● **Required work**:
When you reach the line in the data below that contains "use once_cell::sync::Lazy;", please start repeating lines exactly, and stop after the line that contains "fn from_parts(errors: Vec<String>, warnings: Vec<String>)", repeating nothing else.

● **Source data**:
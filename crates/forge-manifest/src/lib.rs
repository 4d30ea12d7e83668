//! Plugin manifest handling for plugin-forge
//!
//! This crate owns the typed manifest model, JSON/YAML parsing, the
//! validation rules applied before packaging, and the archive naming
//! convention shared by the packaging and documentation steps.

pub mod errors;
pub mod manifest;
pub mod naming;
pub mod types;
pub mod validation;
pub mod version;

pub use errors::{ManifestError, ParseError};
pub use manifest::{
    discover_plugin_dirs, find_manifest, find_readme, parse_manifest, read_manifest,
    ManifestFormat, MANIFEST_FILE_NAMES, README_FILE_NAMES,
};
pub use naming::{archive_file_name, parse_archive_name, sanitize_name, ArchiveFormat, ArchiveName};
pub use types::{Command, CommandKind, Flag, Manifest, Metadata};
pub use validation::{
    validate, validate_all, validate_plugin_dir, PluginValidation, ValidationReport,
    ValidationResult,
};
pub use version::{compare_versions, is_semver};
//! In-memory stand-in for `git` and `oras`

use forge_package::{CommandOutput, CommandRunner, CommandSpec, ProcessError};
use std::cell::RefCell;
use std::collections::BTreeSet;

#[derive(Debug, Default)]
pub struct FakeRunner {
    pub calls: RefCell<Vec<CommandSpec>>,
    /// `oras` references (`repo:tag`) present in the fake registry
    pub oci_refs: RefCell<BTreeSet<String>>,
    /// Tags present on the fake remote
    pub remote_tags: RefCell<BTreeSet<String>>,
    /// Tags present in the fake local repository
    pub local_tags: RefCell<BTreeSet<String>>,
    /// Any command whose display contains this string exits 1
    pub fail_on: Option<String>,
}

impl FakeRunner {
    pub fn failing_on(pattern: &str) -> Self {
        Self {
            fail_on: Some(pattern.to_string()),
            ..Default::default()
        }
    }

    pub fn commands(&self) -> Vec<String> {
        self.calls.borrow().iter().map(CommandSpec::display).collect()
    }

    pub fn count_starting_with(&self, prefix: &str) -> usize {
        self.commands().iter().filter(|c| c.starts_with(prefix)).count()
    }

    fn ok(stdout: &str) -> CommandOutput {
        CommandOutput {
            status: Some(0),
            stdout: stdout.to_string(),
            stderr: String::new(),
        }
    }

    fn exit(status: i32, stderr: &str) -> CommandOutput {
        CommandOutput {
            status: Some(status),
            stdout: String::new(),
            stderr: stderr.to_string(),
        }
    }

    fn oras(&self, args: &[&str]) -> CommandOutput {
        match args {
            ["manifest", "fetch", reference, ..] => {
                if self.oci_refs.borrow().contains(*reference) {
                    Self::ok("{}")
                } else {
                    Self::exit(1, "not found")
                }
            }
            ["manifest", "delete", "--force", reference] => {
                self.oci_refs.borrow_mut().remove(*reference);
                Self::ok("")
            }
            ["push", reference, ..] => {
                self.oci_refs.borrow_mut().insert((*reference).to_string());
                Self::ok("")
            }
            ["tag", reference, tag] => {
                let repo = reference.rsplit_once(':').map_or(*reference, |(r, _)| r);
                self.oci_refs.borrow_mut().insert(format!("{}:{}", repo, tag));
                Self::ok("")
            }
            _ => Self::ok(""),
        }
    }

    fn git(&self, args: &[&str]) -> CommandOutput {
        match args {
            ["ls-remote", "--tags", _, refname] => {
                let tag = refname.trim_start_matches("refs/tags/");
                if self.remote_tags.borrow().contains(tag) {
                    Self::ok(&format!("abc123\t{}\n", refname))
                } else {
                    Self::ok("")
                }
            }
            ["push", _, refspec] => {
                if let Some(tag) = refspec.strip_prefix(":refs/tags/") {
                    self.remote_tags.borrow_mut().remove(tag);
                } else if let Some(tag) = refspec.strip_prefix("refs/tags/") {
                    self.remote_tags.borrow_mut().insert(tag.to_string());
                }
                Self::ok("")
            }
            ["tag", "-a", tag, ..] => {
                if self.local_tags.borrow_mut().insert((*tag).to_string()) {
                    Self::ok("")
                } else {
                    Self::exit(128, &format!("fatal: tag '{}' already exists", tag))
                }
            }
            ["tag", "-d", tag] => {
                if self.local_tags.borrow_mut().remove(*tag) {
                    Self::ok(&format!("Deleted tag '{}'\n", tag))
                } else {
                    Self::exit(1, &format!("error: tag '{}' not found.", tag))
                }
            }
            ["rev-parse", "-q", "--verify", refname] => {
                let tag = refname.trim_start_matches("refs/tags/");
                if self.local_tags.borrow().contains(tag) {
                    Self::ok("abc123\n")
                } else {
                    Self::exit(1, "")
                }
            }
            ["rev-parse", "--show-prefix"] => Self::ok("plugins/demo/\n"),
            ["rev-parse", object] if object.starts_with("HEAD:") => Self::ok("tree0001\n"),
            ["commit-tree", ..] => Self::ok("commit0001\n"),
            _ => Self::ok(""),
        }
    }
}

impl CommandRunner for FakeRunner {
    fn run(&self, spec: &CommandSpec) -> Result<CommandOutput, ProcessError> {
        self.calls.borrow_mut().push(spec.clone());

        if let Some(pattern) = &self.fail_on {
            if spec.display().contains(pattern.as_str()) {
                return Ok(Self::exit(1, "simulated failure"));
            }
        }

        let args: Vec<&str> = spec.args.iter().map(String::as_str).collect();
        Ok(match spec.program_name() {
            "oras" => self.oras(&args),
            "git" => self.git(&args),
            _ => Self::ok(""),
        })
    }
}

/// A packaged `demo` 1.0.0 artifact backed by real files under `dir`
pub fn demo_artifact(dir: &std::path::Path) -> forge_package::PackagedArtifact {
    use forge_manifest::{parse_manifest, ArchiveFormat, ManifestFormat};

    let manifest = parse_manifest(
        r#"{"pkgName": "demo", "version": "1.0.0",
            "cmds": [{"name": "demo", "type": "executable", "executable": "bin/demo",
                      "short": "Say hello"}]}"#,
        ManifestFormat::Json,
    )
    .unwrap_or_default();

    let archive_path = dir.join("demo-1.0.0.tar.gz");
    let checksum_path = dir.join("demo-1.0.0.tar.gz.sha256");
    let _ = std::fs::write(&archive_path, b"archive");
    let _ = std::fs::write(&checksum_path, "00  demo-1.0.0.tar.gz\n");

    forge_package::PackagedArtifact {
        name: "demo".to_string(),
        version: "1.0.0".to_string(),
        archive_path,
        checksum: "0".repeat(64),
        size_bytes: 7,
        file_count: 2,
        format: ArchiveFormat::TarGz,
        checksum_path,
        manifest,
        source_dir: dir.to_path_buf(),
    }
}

...

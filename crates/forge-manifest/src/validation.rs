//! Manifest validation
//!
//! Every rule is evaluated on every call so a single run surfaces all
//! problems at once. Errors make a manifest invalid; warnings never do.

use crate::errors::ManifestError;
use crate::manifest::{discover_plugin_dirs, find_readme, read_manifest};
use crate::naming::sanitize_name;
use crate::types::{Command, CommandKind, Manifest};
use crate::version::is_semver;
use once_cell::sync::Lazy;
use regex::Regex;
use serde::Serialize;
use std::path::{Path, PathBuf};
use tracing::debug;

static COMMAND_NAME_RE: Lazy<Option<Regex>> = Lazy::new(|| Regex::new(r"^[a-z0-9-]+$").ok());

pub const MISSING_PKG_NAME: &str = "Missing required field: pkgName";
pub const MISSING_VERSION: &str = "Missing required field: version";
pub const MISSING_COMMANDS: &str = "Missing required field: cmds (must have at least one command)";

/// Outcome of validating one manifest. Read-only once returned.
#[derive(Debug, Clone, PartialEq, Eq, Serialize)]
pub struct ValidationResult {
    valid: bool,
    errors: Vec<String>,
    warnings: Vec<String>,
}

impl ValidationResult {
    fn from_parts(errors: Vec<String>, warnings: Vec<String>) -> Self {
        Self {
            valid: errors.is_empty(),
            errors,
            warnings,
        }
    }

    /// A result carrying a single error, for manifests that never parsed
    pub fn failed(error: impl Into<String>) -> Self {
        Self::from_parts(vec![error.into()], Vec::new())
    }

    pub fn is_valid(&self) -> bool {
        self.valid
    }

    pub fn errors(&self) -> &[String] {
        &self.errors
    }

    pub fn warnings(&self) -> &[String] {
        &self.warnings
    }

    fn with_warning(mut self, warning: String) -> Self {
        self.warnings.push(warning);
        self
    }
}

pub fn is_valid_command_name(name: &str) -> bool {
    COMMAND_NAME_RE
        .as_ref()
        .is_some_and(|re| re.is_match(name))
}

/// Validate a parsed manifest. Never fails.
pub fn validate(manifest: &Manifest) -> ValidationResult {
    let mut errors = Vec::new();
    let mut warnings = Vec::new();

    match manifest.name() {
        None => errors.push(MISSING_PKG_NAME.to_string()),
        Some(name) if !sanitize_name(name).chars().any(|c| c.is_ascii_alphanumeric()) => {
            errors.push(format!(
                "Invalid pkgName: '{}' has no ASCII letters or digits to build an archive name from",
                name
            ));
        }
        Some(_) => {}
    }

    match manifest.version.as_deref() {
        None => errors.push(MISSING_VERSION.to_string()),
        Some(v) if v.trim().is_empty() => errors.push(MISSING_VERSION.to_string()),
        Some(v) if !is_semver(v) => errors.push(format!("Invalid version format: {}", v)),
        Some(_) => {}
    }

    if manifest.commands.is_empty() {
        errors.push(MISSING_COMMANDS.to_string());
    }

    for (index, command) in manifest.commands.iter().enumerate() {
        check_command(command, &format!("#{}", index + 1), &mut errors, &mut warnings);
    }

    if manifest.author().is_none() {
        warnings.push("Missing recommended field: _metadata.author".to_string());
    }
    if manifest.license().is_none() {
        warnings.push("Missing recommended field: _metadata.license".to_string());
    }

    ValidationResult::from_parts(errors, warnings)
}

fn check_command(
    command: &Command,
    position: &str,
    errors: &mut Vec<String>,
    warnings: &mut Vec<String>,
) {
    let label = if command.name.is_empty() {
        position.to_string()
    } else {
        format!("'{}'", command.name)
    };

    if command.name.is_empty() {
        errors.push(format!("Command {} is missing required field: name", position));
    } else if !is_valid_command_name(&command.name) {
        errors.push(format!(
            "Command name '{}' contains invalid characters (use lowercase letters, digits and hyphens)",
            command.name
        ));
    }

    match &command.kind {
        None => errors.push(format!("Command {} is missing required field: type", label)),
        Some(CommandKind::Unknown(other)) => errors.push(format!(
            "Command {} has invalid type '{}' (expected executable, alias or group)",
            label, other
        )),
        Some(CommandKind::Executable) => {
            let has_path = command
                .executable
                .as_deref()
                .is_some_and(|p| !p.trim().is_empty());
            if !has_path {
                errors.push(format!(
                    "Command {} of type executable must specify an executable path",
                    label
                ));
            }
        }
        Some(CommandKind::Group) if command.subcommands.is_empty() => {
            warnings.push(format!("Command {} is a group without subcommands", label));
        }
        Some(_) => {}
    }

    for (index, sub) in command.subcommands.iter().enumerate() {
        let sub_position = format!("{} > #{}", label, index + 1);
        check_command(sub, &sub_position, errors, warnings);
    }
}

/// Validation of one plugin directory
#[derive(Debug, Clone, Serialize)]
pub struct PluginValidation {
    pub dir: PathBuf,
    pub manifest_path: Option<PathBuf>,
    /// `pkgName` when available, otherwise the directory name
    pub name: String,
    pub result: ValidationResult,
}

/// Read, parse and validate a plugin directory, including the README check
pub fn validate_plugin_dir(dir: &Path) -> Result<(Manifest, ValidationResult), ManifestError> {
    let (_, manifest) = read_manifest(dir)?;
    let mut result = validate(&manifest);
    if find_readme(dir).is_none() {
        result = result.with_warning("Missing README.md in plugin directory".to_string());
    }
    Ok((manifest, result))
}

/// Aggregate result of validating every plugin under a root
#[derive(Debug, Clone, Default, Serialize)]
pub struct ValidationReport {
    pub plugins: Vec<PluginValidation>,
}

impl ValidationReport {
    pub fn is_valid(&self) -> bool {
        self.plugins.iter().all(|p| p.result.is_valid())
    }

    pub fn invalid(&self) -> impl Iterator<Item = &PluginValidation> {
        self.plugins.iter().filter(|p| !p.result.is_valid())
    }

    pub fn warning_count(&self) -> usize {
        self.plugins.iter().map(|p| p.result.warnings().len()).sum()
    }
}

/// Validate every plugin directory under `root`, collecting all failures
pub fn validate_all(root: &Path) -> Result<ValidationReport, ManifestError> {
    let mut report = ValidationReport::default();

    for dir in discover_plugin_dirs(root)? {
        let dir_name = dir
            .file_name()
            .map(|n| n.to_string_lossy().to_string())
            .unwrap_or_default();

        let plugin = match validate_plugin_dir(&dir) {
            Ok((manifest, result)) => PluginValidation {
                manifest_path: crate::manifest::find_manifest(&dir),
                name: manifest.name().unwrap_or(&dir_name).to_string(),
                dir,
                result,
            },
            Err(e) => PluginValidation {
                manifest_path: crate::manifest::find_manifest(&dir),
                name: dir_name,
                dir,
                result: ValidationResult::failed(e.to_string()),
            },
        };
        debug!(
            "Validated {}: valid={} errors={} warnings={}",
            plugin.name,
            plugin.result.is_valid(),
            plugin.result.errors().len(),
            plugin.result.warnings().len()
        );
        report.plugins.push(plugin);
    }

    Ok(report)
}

● **Answer section**:
use once_cell::sync::Lazy;
use regex::Regex;
use serde::Serialize;
use std::path::{Path, PathBuf};
use tracing::debug;

static COMMAND_NAME_RE: Lazy<Option<Regex>> = Lazy::new(|| Regex::new(r"^[a-z0-9-]+$").ok());

pub const MISSING_PKG_NAME: &str = "Missing required field: pkgName";
pub const MISSING_VERSION: &str = "Missing required field: version";
pub const MISSING_COMMANDS: &str = "Missing required field: cmds (must have at least one command)";

/// Outcome of validating one manifest. Read-only once returned.
#[derive(Debug, Clone, PartialEq, Eq, Serialize)]
pub struct ValidationResult {
    valid: bool,
    errors: Vec<String>,
    warnings: Vec<String>,
}

impl ValidationResult {
    fn from_parts(errors: Vec<String>, warnings: Vec<String>) -> Self {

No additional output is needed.